What is expected:
Type out all the records again exactly.

Input data:
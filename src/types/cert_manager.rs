// Copyright 2026, Jeroen van Erp <jeroen@geeko.me>
// SPDX-License-Identifier: Apache-2.0

//! cert-manager CRDs, limited to the fields this crate declares.
//! See <https://cert-manager.io/docs/reference/api-docs/>.

use kube::CustomResource;
use serde::{Deserialize, Serialize};

#[derive(CustomResource, Serialize, Deserialize, Clone, Debug, PartialEq, schemars::JsonSchema)]
#[kube(group = "cert-manager.io", version = "v1", kind = "Certificate")]
#[kube(namespaced)]
#[kube(status = "CertificateStatus")]
#[serde(rename_all = "camelCase")]
pub struct CertificateSpec {
    #[serde(rename = "isCA", skip_serializing_if = "Option::is_none")]
    pub is_ca: Option<bool>,
    #[serde(skip_serializing_if = "Option::is_none")]
    pub common_name: Option<String>,
    #[serde(default, skip_serializing_if = "Vec::is_empty")]
    pub dns_names: Vec<String>,
    pub secret_name: String,
    #[serde(skip_serializing_if = "Option::is_none")]
    pub private_key: Option<CertificatePrivateKey>,
    pub issuer_ref: IssuerRef,
}

#[derive(Serialize, Deserialize, Clone, Debug, PartialEq, schemars::JsonSchema)]
#[serde(rename_all = "camelCase")]
pub struct CertificatePrivateKey {
    pub algorithm: String,
    pub size: u32,
}

#[derive(Serialize, Deserialize, Clone, Debug, PartialEq, schemars::JsonSchema)]
#[serde(rename_all = "camelCase")]
pub struct IssuerRef {
    pub name: String,
    /// Defaults to a namespaced `Issuer` when omitted
    #[serde(skip_serializing_if = "Option::is_none")]
    pub kind: Option<String>,
}

#[derive(Serialize, Deserialize, Clone, Debug, Default, PartialEq, schemars::JsonSchema)]
#[serde(rename_all = "camelCase")]
pub struct CertificateStatus {
    #[serde(skip_serializing_if = "Option::is_none")]
    pub conditions: Option<Vec<Condition>>,
}

#[derive(CustomResource, Serialize, Deserialize, Clone, Debug, PartialEq, schemars::JsonSchema)]
#[kube(group = "cert-manager.io", version = "v1", kind = "Issuer")]
#[kube(namespaced)]
#[kube(status = "IssuerStatus")]
#[serde(rename_all = "camelCase")]
pub struct IssuerSpec {
    #[serde(skip_serializing_if = "Option::is_none")]
    pub ca: Option<CaIssuer>,
}

/// Issues certificates from a key pair stored in a secret
#[derive(Serialize, Deserialize, Clone, Debug, PartialEq, schemars::JsonSchema)]
#[serde(rename_all = "camelCase")]
pub struct CaIssuer {
    pub secret_name: String,
}

#[derive(Serialize, Deserialize, Clone, Debug, Default, PartialEq, schemars::JsonSchema)]
#[serde(rename_all = "camelCase")]
pub struct IssuerStatus {
    #[serde(skip_serializing_if = "Option::is_none")]
    pub conditions: Option<Vec<Condition>>,
}

#[derive(Serialize, Deserialize, Clone, Debug, PartialEq, schemars::JsonSchema)]
#[serde(rename_all = "camelCase")]
pub struct Condition {
    #[serde(rename = "type")]
    pub condition_type: String,
    pub status: String,
    #[serde(skip_serializing_if = "Option::is_none")]
    pub message: Option<String>,
}

fn has_ready_condition(conditions: Option<&Vec<Condition>>) -> bool {
    conditions.is_some_and(|conditions| {
        conditions
            .iter()
            .any(|c| c.condition_type == "Ready" && c.status == "True")
    })
}

impl Certificate {
    /// Check if cert-manager has issued this certificate
    pub fn is_ready(&self) -> bool {
        has_ready_condition(self.status.as_ref().and_then(|s| s.conditions.as_ref()))
    }
}

impl Issuer {
    /// Check if this issuer can sign requests
    pub fn is_ready(&self) -> bool {
        has_ready_condition(self.status.as_ref().and_then(|s| s.conditions.as_ref()))
    }
}
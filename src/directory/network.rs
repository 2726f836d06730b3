// Copyright 2026, Jeroen van Erp <jeroen@geeko.me>
// SPDX-License-Identifier: Apache-2.0
use super::{object_meta, ObjectNames};
use crate::constants::{labels, ports};
use crate::params::Parameters;
use k8s_openapi::api::core::v1::{Service, ServicePort, ServiceSpec};
use std::collections::BTreeMap;

fn service_port(name: &str, port: i32) -> ServicePort {
    ServicePort {
        name: Some(name.to_string()),
        port,
        ..Default::default()
    }
}

/// Load balancer on the caller's static IP, shareable with other services
pub fn load_balancer(names: &ObjectNames, params: &Parameters) -> Service {
    let mut metadata = object_meta(names.base(), &params.namespace);
    metadata.annotations = Some(BTreeMap::from([(
        labels::ALLOW_SHARED_IP.to_string(),
        params.ldap_ip.clone(),
    )]));

    Service {
        metadata,
        spec: Some(ServiceSpec {
            type_: Some("LoadBalancer".to_string()),
            selector: Some(BTreeMap::from([(labels::APP.to_string(), names.base())])),
            load_balancer_ip: Some(params.ldap_ip.clone()),
            ports: Some(vec![
                service_port("ldap", ports::LDAP),
                service_port("ldaps", ports::LDAPS),
            ]),
            ..Default::default()
        }),
        ..Default::default()
    }
}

Exercise result:
filename src/types/cert_manager.rs
// Copyright 2026, Jeroen van Erp <jeroen@geeko.me>
// SPDX-License-Identifier: Apache-2.0

//! cert-manager CRDs, limited to the fields this crate declares.
//! See <https://cert-manager.io/docs/reference/api-docs/>.

use kube::CustomResource;
use serde::{Deserialize, Serialize};

#[derive(CustomResource, Serialize, Deserialize, Clone, Debug, PartialEq, schemars::JsonSchema)]
#[kube(group = "cert-manager.io", version = "v1", kind = "Certificate")]
#[kube(namespaced)]
#[kube(status = "CertificateStatus")]
#[serde(rename_all = "camelCase")]
pub struct CertificateSpec {
    #[serde(rename = "isCA", skip_serializing_if = "Option::is_none")]
    pub is_ca: Option<bool>,
    #[serde(skip_serializing_if = "Option::is_none")]
    pub common_name: Option<String>,
    #[serde(default, skip_serializing_if = "Vec::is_empty")]
    pub dns_names: Vec<String>,
    pub secret_name: String,
    #[serde(skip_serializing_if = "Option::is_none")]
    pub private_key: Option<CertificatePrivateKey>,
    pub issuer_ref: IssuerRef,
}

#[derive(Serialize, Deserialize, Clone, Debug, PartialEq, schemars::JsonSchema)]
#[serde(rename_all = "camelCase")]
pub struct CertificatePrivateKey {
    pub algorithm: String,
    pub size: u32,
}

#[derive(Serialize, Deserialize, Clone, Debug, PartialEq, schemars::JsonSchema)]
#[serde(rename_all = "camelCase")]
pub struct IssuerRef {
    pub name: String,
    /// Defaults to a namespaced `Issuer` when omitted
    #[serde(skip_serializing_if = "Option::is_none")]
    pub kind: Option<String>,
}

#[derive(Serialize, Deserialize, Clone, Debug, Default, PartialEq, schemars::JsonSchema)]
#[serde(rename_all = "camelCase")]
pub struct CertificateStatus {
    #[serde(skip_serializing_if = "Option::is_none")]
    pub conditions: Option<Vec<Condition>>,
}

#[derive(CustomResource, Serialize, Deserialize, Clone, Debug, PartialEq, schemars::JsonSchema)]
#[kube(group = "cert-manager.io", version = "v1", kind = "Issuer")]
#[kube(namespaced)]
#[kube(status = "IssuerStatus")]
#[serde(rename_all = "camelCase")]
pub struct IssuerSpec {
    #[serde(skip_serializing_if = "Option::is_none")]
    pub ca: Option<CaIssuer>,
}

/// Issues certificates from a key pair stored in a secret
#[derive(Serialize, Deserialize, Clone, Debug, PartialEq, schemars::JsonSchema)]
#[serde(rename_all = "camelCase")]
pub struct CaIssuer {
    pub secret_name: String,
}

#[derive(Serialize, Deserialize, Clone, Debug, Default, PartialEq, schemars::JsonSchema)]
#[serde(rename_all = "camelCase")]
pub struct IssuerStatus {
    #[serde(skip_serializing_if = "Option::is_none")]
    pub conditions: Option<Vec<Condition>>,
}

#[derive(Serialize, Deserialize, Clone, Debug, PartialEq, schemars::JsonSchema)]
#[serde(rename_all = "camelCase")]
pub struct Condition {
    #[serde(rename = "type")]
    pub condition_type: String,
    pub status: String,
    #[serde(skip_serializing_if = "Option::is_none")]
    pub message: Option<String>,
}

fn has_ready_condition(conditions: Option<&Vec<Condition>>) -> bool {
    conditions.is_some_and(|conditions| {
        conditions
            .iter()
            .any(|c| c.condition_type == "Ready" && c.status == "True")
    })
}

impl Certificate {
    /// Check if cert-manager has issued this certificate
    pub fn is_ready(&self) -> bool {
        has_ready_condition(self.status.as_ref().and_then(|s| s.conditions.as_ref()))
    }
}

impl Issuer {
    /// Check if this issuer can sign requests
    pub fn is_ready(&self) -> bool {
        has_ready_condition(self.status.as_ref().and_then(|s| s.conditions.as_ref()))
    }
}
filename src/directory/network.rs
repository 2726f836d06730b3
// Copyright 2026, Jeroen van Erp <jeroen@geeko.me>
// SPDX-License-Identifier: Apache-2.0
use super::{object_meta, ObjectNames};
use crate::constants::{labels, ports};
use crate::params::Parameters;
use k8s_openapi::api::core::v1::{Service, ServicePort, ServiceSpec};
use std::collections::BTreeMap;

fn service_port(name: &str, port: i32) -> ServicePort {
    ServicePort {
        name: Some(name.to_string()),
        port,
        ..Default::default()
    }
}

/// Load balancer on the caller's static IP, shareable with other services
pub fn load_balancer(names: &ObjectNames, params: &Parameters) -> Service {
    let mut metadata = object_meta(names.base(), &params.namespace);
    metadata.annotations = Some(BTreeMap::from([(
        labels::ALLOW_SHARED_IP.to_string(),
        params.ldap_ip.clone(),
    )]));

    Service {
        metadata,
        spec: Some(ServiceSpec {
            type_: Some("LoadBalancer".to_string()),
            selector: Some(BTreeMap::from([(labels::APP.to_string(), names.base())])),
            load_balancer_ip: Some(params.ldap_ip.clone()),
            ports: Some(vec![
                service_port("ldap", ports::LDAP),
                service_port("ldaps", ports::LDAPS),
            ]),
            ..Default::default()
        }),
        ..Default::default()
    }
}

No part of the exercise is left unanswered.